use std::fmt;

/// Protocol delimiters used by the printer's line-oriented command language.
///
/// Each command line is framed by `STX ... ETX`; the others select the
/// command family (`ESC`, `SI`, `US`, `ETB`) or separate a field name from
/// its value (`LF`, `CAN`).
#[derive(Debug, Clone, Copy, PartialEq, Eq, Hash)]
pub enum Marker {
    Stx,
    Etx,
    Esc,
    Lf,
    Us,
    Etb,
    Can,
    Si,
}

impl Marker {
    pub const ALL: [Marker; 8] = [
        Marker::Stx,
        Marker::Etx,
        Marker::Esc,
        Marker::Lf,
        Marker::Us,
        Marker::Etb,
        Marker::Can,
        Marker::Si,
    ];

    pub fn name(self) -> &'static str {
        match self {
            Marker::Stx => "STX",
            Marker::Etx => "ETX",
            Marker::Esc => "ESC",
            Marker::Lf => "LF",
            Marker::Us => "US",
            Marker::Etb => "ETB",
            Marker::Can => "CAN",
            Marker::Si => "SI",
        }
    }

    /// ASCII control code the device expects on the wire.
    pub fn control_byte(self) -> u8 {
        match self {
            Marker::Stx => 0x02,
            Marker::Etx => 0x03,
            Marker::Esc => 0x1B,
            Marker::Lf => 0x0A,
            Marker::Us => 0x1F,
            Marker::Etb => 0x17,
            Marker::Can => 0x18,
            Marker::Si => 0x0F,
        }
    }
}

/// How markers are written into the output file.
#[derive(Debug, Clone, Copy, Default, PartialEq, Eq)]
pub enum MarkerStyle {
    /// Readable `<STX>`-style tokens, as found in the exports the format copies.
    #[default]
    Placeholder,
    /// The raw control bytes, for sending the file straight to a device.
    ControlBytes,
}

impl MarkerStyle {
    /// Text emitted for `marker` under this style.
    pub fn emit(self, marker: Marker) -> &'static str {
        match self {
            MarkerStyle::Placeholder => match marker {
                Marker::Stx => "<STX>",
                Marker::Etx => "<ETX>",
                Marker::Esc => "<ESC>",
                Marker::Lf => "<LF>",
                Marker::Us => "<US>",
                Marker::Etb => "<ETB>",
                Marker::Can => "<CAN>",
                Marker::Si => "<SI>",
            },
            MarkerStyle::ControlBytes => match marker {
                Marker::Stx => "\x02",
                Marker::Etx => "\x03",
                Marker::Esc => "\x1b",
                Marker::Lf => "\x0a",
                Marker::Us => "\x1f",
                Marker::Etb => "\x17",
                Marker::Can => "\x18",
                Marker::Si => "\x0f",
            },
        }
    }
}

impl fmt::Display for MarkerStyle {
    fn fmt(&self, f: &mut fmt::Formatter<'_>) -> fmt::Result {
        match self {
            MarkerStyle::Placeholder => write!(f, "placeholder"),
            MarkerStyle::ControlBytes => write!(f, "control-bytes"),
        }
    }
}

####################

Problem to solve >> Using the records above, select and copy every line that has the word "derive".

Answer section >>
#[derive(Debug, Clone, Copy, PartialEq, Eq, Hash)]
#[derive(Debug, Clone, Copy, Default, PartialEq, Eq)]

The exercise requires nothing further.